Related: Intent Recognition at Scale for detailed testing methodology.
KPI 4: End-to-End Latency (P95)
End-to-end latency measures the complete response time from when a user stops speaking until they hear the agent's first word—the "Mouth-to-Ear Turn Gap." This directly determines whether conversations feel natural or robotic. Humans expect responses within 300-500 milliseconds; exceeding this threshold makes conversations feel stilted.
Definition & Calculation
Formula:
E2E Latency = Audio Transmission + STT + LLM + TTS + Audio Playback
Typical breakdown:
- Audio transmission: 40ms
- Buffering/decoding: 55ms
- STT processing: 150-350ms
- LLM generation: 200-800ms
- TTS synthesis: 100-200ms
- Audio playback: 30ms
What it measures: The perceived responsiveness of the voice agent. Track P50, P90, P95, and P99 percentiles—averages hide critical outliers.
Industry Benchmarks
| Percentile | Target | Warning | Critical |
|---|---|---|---|
| P50 | less than 600ms | greater than 800ms | greater than 1000ms |
| P90 | less than 800ms | greater than 1200ms | greater than 1500ms |
| P95 | less than 1000ms | greater than 1500ms | greater than 2000ms |
| P99 | less than 1500ms | greater than 2000ms | greater than 3000ms |
Why percentiles matter: An average of 500ms might hide that 10% of users experience delays over 2 seconds. Those outliers drive complaints and abandonment.

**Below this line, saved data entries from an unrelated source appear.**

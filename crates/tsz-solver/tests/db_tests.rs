use crate::{
    LiteralValue, ObjectFlags, PropertyInfo, QueryCache, QueryDatabase, RelationCacheKey,
    RelationCacheProbe, TupleElement, TypeData, TypeDatabase, TypeId, TypeInterner, Visibility,
};

impl<'a> QueryCache<'a> {
    fn eval_cache_len(&self) -> usize {
        match self.eval_cache.read() {
            Ok(cache) => cache.len(),
            Err(e) => e.into_inner().len(),
        }
    }

    fn subtype_cache_len(&self) -> usize {
        match self.subtype_cache.read() {
            Ok(cache) => cache.len(),
            Err(e) => e.into_inner().len(),
        }
    }

    fn assignability_cache_len(&self) -> usize {
        match self.assignability_cache.read() {
            Ok(cache) => cache.len(),
            Err(e) => e.into_inner().len(),
        }
    }

    fn property_cache_len(&self) -> usize {
        match self.property_cache.read() {
            Ok(cache) => cache.len(),
            Err(e) => e.into_inner().len(),
        }
    }

    fn element_access_cache_len(&self) -> usize {
        match self.element_access_cache.read() {
            Ok(cache) => cache.len(),
            Err(e) => e.into_inner().len(),
        }
    }

    fn object_spread_properties_cache_len(&self) -> usize {
        match self.object_spread_properties_cache.read() {
            Ok(cache) => cache.len(),
            Err(e) => e.into_inner().len(),
        }
    }
}

#[test]
fn type_database_interns_and_looks_up() {
    let interner = TypeInterner::new();
    let db: &dyn TypeDatabase = &interner;

    let hello = db.literal_string("hello");
    let key = db.lookup(hello).expect("type should be interned");

    match key {
        TypeData::Literal(LiteralValue::String(atom)) => {
            assert_eq!(db.resolve_atom(atom), "hello");
            assert_eq!(db.resolve_atom_ref(atom).as_ref(), "hello");
        }
        _ => panic!("expected string literal type"),
    }
}

#[test]
fn type_database_union_normalizes() {
    let interner = TypeInterner::new();
    let db: &dyn TypeDatabase = &interner;

    let union = db.union(vec![TypeId::STRING]);
    assert_eq!(union, TypeId::STRING);
}

#[test]
fn query_cache_caches_evaluate_and_subtype() {
    let interner = TypeInterner::new();
    let db = QueryCache::new(&interner);

    assert_eq!(db.eval_cache_len(), 0);
    assert_eq!(db.subtype_cache_len(), 0);

    assert_eq!(db.evaluate_type(TypeId::STRING), TypeId::STRING);
    assert_eq!(db.eval_cache_len(), 1);
    assert_eq!(db.evaluate_type(TypeId::STRING), TypeId::STRING);
    assert_eq!(db.eval_cache_len(), 1);

    assert!(db.is_subtype_of(TypeId::STRING, TypeId::UNKNOWN));
    assert_eq!(db.subtype_cache_len(), 1);
    assert!(db.is_subtype_of(TypeId::STRING, TypeId::UNKNOWN));
    assert_eq!(db.subtype_cache_len(), 1);
}

/// Test cache poisoning prevention.
///
/// CRITICAL: This test ensures that separate caches don't interfere.
/// The assignability cache (CompatChecker) and subtype cache (SubtypeChecker)
/// are kept separate to prevent cross-contamination.
///
/// For example, with sound_mode enabled:
/// - `is_subtype_of`: SubtypeChecker with configured any_propagation mode
/// - `is_assignable_to`: CompatChecker with full TypeScript rules (weak types, etc.)
///
/// Even though both may return similar results for basic `any` checks,
/// the caches must be separate because they can diverge in complex cases.
#[test]
fn test_cache_poisoning_prevention() {
    let interner = TypeInterner::new();
    let db = QueryCache::new(&interner);

    // 1. Check assignability - uses CompatChecker with TS rules
    assert!(db.is_assignable_to(TypeId::ANY, TypeId::NUMBER));
    assert_eq!(db.assignability_cache_len(), 1);
    assert_eq!(db.subtype_cache_len(), 0);

    // 2. Check subtype - uses SubtypeChecker (also handles any propagation)
    assert!(db.is_subtype_of(TypeId::ANY, TypeId::NUMBER));
    assert_eq!(db.assignability_cache_len(), 1);
    assert_eq!(db.subtype_cache_len(), 1);

    // 3. Verify caches are separate - both have 1 entry proving they're independent
    assert!(db.is_assignable_to(TypeId::ANY, TypeId::NUMBER)); // Cache hit
    assert!(db.is_subtype_of(TypeId::ANY, TypeId::NUMBER)); // Cache hit

    // Check cache hit (no growth)
    assert_eq!(db.assignability_cache_len(), 1);
    assert_eq!(db.subtype_cache_len(), 1);
}

#[test]
fn relation_cache_stats_track_hits_and_misses() {
    let interner = TypeInterner::new();
    let db = QueryCache::new(&interner);
    db.reset_relation_cache_stats();

    let key = RelationCacheKey::subtype(TypeId::STRING, TypeId::UNKNOWN, 0, 0);

    assert_eq!(
        db.probe_subtype_cache(key),
        RelationCacheProbe::MissNotCached
    );
    assert!(db.is_subtype_of(TypeId::STRING, TypeId::UNKNOWN));
    assert_eq!(db.probe_subtype_cache(key), RelationCacheProbe::Hit(true));

    let stats = db.relation_cache_stats();
    assert!(stats.subtype_hits >= 1);
    assert!(stats.subtype_misses >= 1);
    assert!(stats.subtype_entries >= 1);
}

/// Test that is_subtype_of and is_assignable_to both handle `any` correctly.
///
/// The key difference is:
/// - `is_subtype_of`: Direct SubtypeChecker - structural subtyping with any propagation
/// - `is_assignable_to`: CompatChecker - adds weak type detection, empty object rules, etc.
///
/// For basic `any` checks, both return true (TypeScript compatibility).
#[test]
fn test_is_subtype_vs_is_assignable_any() {
    let interner = TypeInterner::new();
    let db = QueryCache::new(&interner);

    // For `any`, both methods handle any propagation:
    // - is_subtype_of: any is subtype of everything (SubtypeChecker)
    // - is_assignable_to: any is assignable to everything (CompatChecker)

    assert!(db.is_subtype_of(TypeId::ANY, TypeId::NUMBER));
    assert!(db.is_assignable_to(TypeId::ANY, TypeId::NUMBER));

    // Symmetric check
    assert!(db.is_subtype_of(TypeId::NUMBER, TypeId::ANY));
    assert!(db.is_assignable_to(TypeId::NUMBER, TypeId::ANY));
}

#[test]
fn query_cache_caches_element_access_type() {
    let interner = TypeInterner::new();
    let db = QueryCache::new(&interner);

    let tuple_type = db.tuple(vec![TupleElement {
        type_id: TypeId::STRING,
        name: None,
        optional: false,
        rest: false,
    }]);

    assert_eq!(db.element_access_cache_len(), 0);
    let first = db.resolve_element_access_type(tuple_type, interner.literal_number(0.0), Some(0));
    assert_eq!(first, TypeId::STRING);
    assert_eq!(db.element_access_cache_len(), 1);

    let second = db.resolve_element_access_type(tuple_type, interner.literal_number(0.0), Some(0));
    assert_eq!(second, first);
    assert_eq!(db.element_access_cache_len(), 1);
}

#[test]
fn query_cache_caches_object_spread_properties() {
    let interner = TypeInterner::new();
    let db = QueryCache::new(&interner);

    let first_obj = db.object(vec![PropertyInfo {
        name: interner.intern_string("first"),
        type_id: TypeId::STRING,
        write_type: TypeId::STRING,
        optional: false,
        readonly: false,
        is_method: false,
        visibility: Visibility::Public,
        parent_id: None,
    }]);

    let second_obj = db.object_with_flags(
        vec![PropertyInfo {
            name: interner.intern_string("second"),
            type_id: TypeId::NUMBER,
            write_type: TypeId::NUMBER,
            optional: false,
            readonly: false,
            is_method: false,
            visibility: Visibility::Public,
            parent_id: None,
        }],
        ObjectFlags::FRESH_LITERAL,
    );

    let spread_type = db.intersection(vec![first_obj, second_obj]);
    assert_eq!(db.object_spread_properties_cache_len(), 0);

    let props = db.collect_object_spread_properties(spread_type);
    assert_eq!(props.len(), 2);
    assert!(
        props
            .iter()
            .any(|p| interner.resolve_atom_ref(p.name).as_ref() == "first")
    );
    assert!(
        props
            .iter()
            .any(|p| interner.resolve_atom_ref(p.name).as_ref() == "second")
    );
    assert_eq!(db.object_spread_properties_cache_len(), 1);

    let props_again = db.collect_object_spread_properties(spread_type);
    assert_eq!(props_again.len(), 2);
    assert_eq!(db.object_spread_properties_cache_len(), 1);
}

Alert Thresholds & Failure Modes
| Severity | Threshold | Duration | Action |
|---|---|---|---|
| Warning | P95 greater than 1200ms | 5 min | Investigate component latencies |
| Critical | P95 greater than 1500ms | 3 min | Immediate escalation, check provider status |
Common failure modes:
- LLM slowdown — Provider degradation or model overload
- Cold starts — First request takes 3-5x longer due to model loading
- Network variability — Mobile networks add 50-200ms vs broadband
- Geographic distance — Transcontinental calls add 100-300ms
Leading indicators: Monitor component-level TTFB (Time to First Byte). If any component exceeds 2x baseline, investigate immediately.
Remediation Strategies
-
Decompose latency by component — Identify whether STT, LLM, or TTS is the bottleneck
-
Implement streaming — Stream STT, LLM responses, and TTS playback to reduce perceived latency
-
Geographic optimization — Deploy services closer to users via edge computing
-
Model selection tradeoffs — Use faster models for simple queries, reserve larger models for complex requests
How Hamming helps: Hamming captures per-component latency traces for every call, enabling instant drill-down from aggregate P95 to specific bottleneck identification.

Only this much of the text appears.